> _The problem_
Only an exact retyping of all the entries counts as an answer.

> _Task inputs_
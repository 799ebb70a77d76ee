use std::collections::HashMap;

use glam::Mat4;

use crate::color::Color;
use crate::gpu::GpuContext;
use crate::mesh::Mesh;
use crate::mesh_pass::{DrawCall, MeshPass};
use crate::scene::{Blending, Scene, Sphere};
use crate::texture::{Texture, TextureId, TextureImage};

/// What the renderer needs from one mesh entity, copied out of the scene.
#[derive(Clone, Debug)]
pub struct SceneItem {
    pub sphere: Sphere,
    pub model: Mat4,
    pub color: Color,
    pub opacity: f32,
    pub roughness: f32,
    pub blending: Blending,
    pub transparent: bool,
    pub map: Option<TextureImage>,
}

/// Mesh entities attached to the scene, in draw order.
///
/// Opaque meshes come first so transparent ones blend over them; within each
/// group the scene's insertion order is kept. Transparent meshes with no
/// opacity left are skipped.
pub fn collect_items(scene: &Scene) -> Vec<SceneItem> {
    let mut items: Vec<SceneItem> = scene
        .meshes()
        .into_iter()
        .filter_map(|entity| {
            let transform = scene.transform(entity)?;
            let material = scene.material(entity)?;
            let sphere = scene.sphere(entity)?;
            let opacity = material.effective_opacity();
            if material.transparent && opacity <= 0.0 {
                return None;
            }
            Some(SceneItem {
                sphere,
                model: transform.matrix(),
                color: material.color,
                opacity,
                roughness: material.roughness,
                blending: material.blending,
                transparent: material.transparent,
                map: material.map,
            })
        })
        .collect();
    items.sort_by_key(|item| item.transparent);
    items
}

/// Draws a [`Scene`] to the window surface.
///
/// Sphere meshes are built on first use and shared by every entity with the
/// same shape. Textures are uploaded the first frame they are drawn and
/// released once no attached mesh uses them.
pub struct SceneRenderer {
    mesh_pass: MeshPass,
    meshes: HashMap<Sphere, Mesh>,
    textures: HashMap<TextureId, (Texture, wgpu::BindGroup)>,
    clear_color: wgpu::Color,
}

impl SceneRenderer {
    pub fn new(gpu: &GpuContext) -> Self {
        Self {
            mesh_pass: MeshPass::new(gpu),
            meshes: HashMap::new(),
            textures: HashMap::new(),
            clear_color: wgpu::Color::BLACK,
        }
    }

    fn upload(&mut self, gpu: &GpuContext, items: &[SceneItem]) {
        for item in items {
            self.meshes
                .entry(item.sphere)
                .or_insert_with(|| Mesh::sphere(gpu, &item.sphere));

            if let Some(map) = &item.map {
                if !self.textures.contains_key(&map.id) {
                    log::debug!("Uploading texture {} ({}x{})", map.label, map.width, map.height);
                    let texture = Texture::from_image(gpu, map);
                    let bind_group = self.mesh_pass.create_texture_bind_group(gpu, &texture);
                    self.textures.insert(map.id, (texture, bind_group));
                }
            }
        }

        self.textures.retain(|id, _| {
            items
                .iter()
                .any(|item| item.map.as_ref().is_some_and(|map| map.id == *id))
        });
    }

    /// Render one frame.
    pub fn render(&mut self, gpu: &GpuContext, scene: &Scene) -> Result<(), wgpu::SurfaceError> {
        let items = collect_items(scene);
        self.upload(gpu, &items);
        self.mesh_pass.ensure_depth_size(gpu);

        let draws: Vec<DrawCall> = items
            .iter()
            .filter_map(|item| {
                Some(DrawCall {
                    mesh: self.meshes.get(&item.sphere)?,
                    model: item.model,
                    color: item.color,
                    opacity: item.opacity,
                    roughness: item.roughness,
                    blending: item.blending,
                    depth_write: !item.transparent,
                    texture: item
                        .map
                        .as_ref()
                        .and_then(|map| self.textures.get(&map.id))
                        .map(|(_, bind_group)| bind_group),
                })
            })
            .collect();

        let lights = scene.lights();
        self.mesh_pass.prepare(gpu, &scene.camera, &lights, &draws);

        let output = gpu.surface.get_current_texture()?;
        let view = output
            .texture
            .create_view(&wgpu::TextureViewDescriptor::default());

        let mut encoder = gpu
            .device
            .create_command_encoder(&wgpu::CommandEncoderDescriptor {
                label: Some("Scene Encoder"),
            });

        {
            let mut render_pass = encoder.begin_render_pass(&wgpu::RenderPassDescriptor {
                label: Some("Scene Pass"),
                color_attachments: &[Some(wgpu::RenderPassColorAttachment {
                    view: &view,
                    resolve_target: None,
                    ops: wgpu::Operations {
                        load: wgpu::LoadOp::Clear(self.clear_color),
                        store: wgpu::StoreOp::Store,
                    },
                    depth_slice: None,
                })],
                depth_stencil_attachment: Some(wgpu::RenderPassDepthStencilAttachment {
                    view: self.mesh_pass.depth_view(),
                    depth_ops: Some(wgpu::Operations {
                        load: wgpu::LoadOp::Clear(1.0),
                        store: wgpu::StoreOp::Discard,
                    }),
                    stencil_ops: None,
                }),
                timestamp_writes: None,
                occlusion_query_set: None,
            });

            self.mesh_pass.render(&mut render_pass, &draws);
        }

        gpu.queue.submit(std::iter::once(encoder.finish()));
        output.present();
        Ok(())
    }
}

> _Solution below_
repository 799ebb70a77d76ee
use std::collections::HashMap;

use glam::Mat4;

use crate::color::Color;
use crate::gpu::GpuContext;
use crate::mesh::Mesh;
use crate::mesh_pass::{DrawCall, MeshPass};
use crate::scene::{Blending, Scene, Sphere};
use crate::texture::{Texture, TextureId, TextureImage};

/// What the renderer needs from one mesh entity, copied out of the scene.
#[derive(Clone, Debug)]
pub struct SceneItem {
    pub sphere: Sphere,
    pub model: Mat4,
    pub color: Color,
    pub opacity: f32,
    pub roughness: f32,
    pub blending: Blending,
    pub transparent: bool,
    pub map: Option<TextureImage>,
}

/// Mesh entities attached to the scene, in draw order.
///
/// Opaque meshes come first so transparent ones blend over them; within each
/// group the scene's insertion order is kept. Transparent meshes with no
/// opacity left are skipped.
pub fn collect_items(scene: &Scene) -> Vec<SceneItem> {
    let mut items: Vec<SceneItem> = scene
        .meshes()
        .into_iter()
        .filter_map(|entity| {
            let transform = scene.transform(entity)?;
            let material = scene.material(entity)?;
            let sphere = scene.sphere(entity)?;
            let opacity = material.effective_opacity();
            if material.transparent && opacity <= 0.0 {
                return None;
            }
            Some(SceneItem {
                sphere,
                model: transform.matrix(),
                color: material.color,
                opacity,
                roughness: material.roughness,
                blending: material.blending,
                transparent: material.transparent,
                map: material.map,
            })
        })
        .collect();
    items.sort_by_key(|item| item.transparent);
    items
}

/// Draws a [`Scene`] to the window surface.
///
/// Sphere meshes are built on first use and shared by every entity with the
/// same shape. Textures are uploaded the first frame they are drawn and
/// released once no attached mesh uses them.
pub struct SceneRenderer {
    mesh_pass: MeshPass,
    meshes: HashMap<Sphere, Mesh>,
    textures: HashMap<TextureId, (Texture, wgpu::BindGroup)>,
    clear_color: wgpu::Color,
}

impl SceneRenderer {
    pub fn new(gpu: &GpuContext) -> Self {
        Self {
            mesh_pass: MeshPass::new(gpu),
            meshes: HashMap::new(),
            textures: HashMap::new(),
            clear_color: wgpu::Color::BLACK,
        }
    }

    fn upload(&mut self, gpu: &GpuContext, items: &[SceneItem]) {
        for item in items {
            self.meshes
                .entry(item.sphere)
                .or_insert_with(|| Mesh::sphere(gpu, &item.sphere));

            if let Some(map) = &item.map {
                if !self.textures.contains_key(&map.id) {
                    log::debug!("Uploading texture {} ({}x{})", map.label, map.width, map.height);
                    let texture = Texture::from_image(gpu, map);
                    let bind_group = self.mesh_pass.create_texture_bind_group(gpu, &texture);
                    self.textures.insert(map.id, (texture, bind_group));
                }
            }
        }

        self.textures.retain(|id, _| {
            items
                .iter()
                .any(|item| item.map.as_ref().is_some_and(|map| map.id == *id))
        });
    }

    /// Render one frame.
    pub fn render(&mut self, gpu: &GpuContext, scene: &Scene) -> Result<(), wgpu::SurfaceError> {
        let items = collect_items(scene);
        self.upload(gpu, &items);
        self.mesh_pass.ensure_depth_size(gpu);

        let draws: Vec<DrawCall> = items
            .iter()
            .filter_map(|item| {
                Some(DrawCall {
                    mesh: self.meshes.get(&item.sphere)?,
                    model: item.model,
                    color: item.color,
                    opacity: item.opacity,
                    roughness: item.roughness,
                    blending: item.blending,
                    depth_write: !item.transparent,
                    texture: item
                        .map
                        .as_ref()
                        .and_then(|map| self.textures.get(&map.id))
                        .map(|(_, bind_group)| bind_group),
                })
            })
            .collect();

        let lights = scene.lights();
        self.mesh_pass.prepare(gpu, &scene.camera, &lights, &draws);

        let output = gpu.surface.get_current_texture()?;
        let view = output
            .texture
            .create_view(&wgpu::TextureViewDescriptor::default());

        let mut encoder = gpu
            .device
            .create_command_encoder(&wgpu::CommandEncoderDescriptor {
                label: Some("Scene Encoder"),
            });

        {
            let mut render_pass = encoder.begin_render_pass(&wgpu::RenderPassDescriptor {
                label: Some("Scene Pass"),
                color_attachments: &[Some(wgpu::RenderPassColorAttachment {
                    view: &view,
                    resolve_target: None,
                    ops: wgpu::Operations {
                        load: wgpu::LoadOp::Clear(self.clear_color),
                        store: wgpu::StoreOp::Store,
                    },
                    depth_slice: None,
                })],
                depth_stencil_attachment: Some(wgpu::RenderPassDepthStencilAttachment {
                    view: self.mesh_pass.depth_view(),
                    depth_ops: Some(wgpu::Operations {
                        load: wgpu::LoadOp::Clear(1.0),
                        store: wgpu::StoreOp::Discard,
                    }),
                    stencil_ops: None,
                }),
                timestamp_writes: None,
                occlusion_query_set: None,
            });

            self.mesh_pass.render(&mut render_pass, &draws);
        }

        gpu.queue.submit(std::iter::once(encoder.finish()));
        output.present();
        Ok(())
    }
}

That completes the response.